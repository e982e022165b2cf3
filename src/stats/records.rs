//! Per-day totals and the personal record

use std::collections::BTreeMap;

use chrono::NaiveDate;

use crate::types::LogEntry;
use crate::utils::time::Calendar;

/// Sum of reps per local calendar day, ascending by date
pub fn daily_totals(entries: &[LogEntry], calendar: &Calendar) -> BTreeMap<NaiveDate, u64> {
    let mut totals = BTreeMap::new();
    for entry in entries {
        *totals.entry(calendar.local_date(entry.timestamp)).or_insert(0) += u64::from(entry.reps);
    }
    totals
}

/// Best single-day total; 0 for an empty log
pub fn personal_record(entries: &[LogEntry], calendar: &Calendar) -> u64 {
    daily_totals(entries, calendar)
        .into_values()
        .max()
        .unwrap_or(0)
}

= = =

● WHAT IS BEING ASKED:
Retype only the lines running from the line with "use chrono::NaiveDate;" to the end of the listing, including both of those lines.

● TASK ANSWER:
use chrono::NaiveDate;

use crate::types::LogEntry;
use crate::utils::time::Calendar;

/// Sum of reps per local calendar day, ascending by date
pub fn daily_totals(entries: &[LogEntry], calendar: &Calendar) -> BTreeMap<NaiveDate, u64> {
    let mut totals = BTreeMap::new();
    for entry in entries {
        *totals.entry(calendar.local_date(entry.timestamp)).or_insert(0) += u64::from(entry.reps);
    }
    totals
}

/// Best single-day total; 0 for an empty log
pub fn personal_record(entries: &[LogEntry], calendar: &Calendar) -> u64 {
    daily_totals(entries, calendar)
        .into_values()
        .max()
        .unwrap_or(0)
}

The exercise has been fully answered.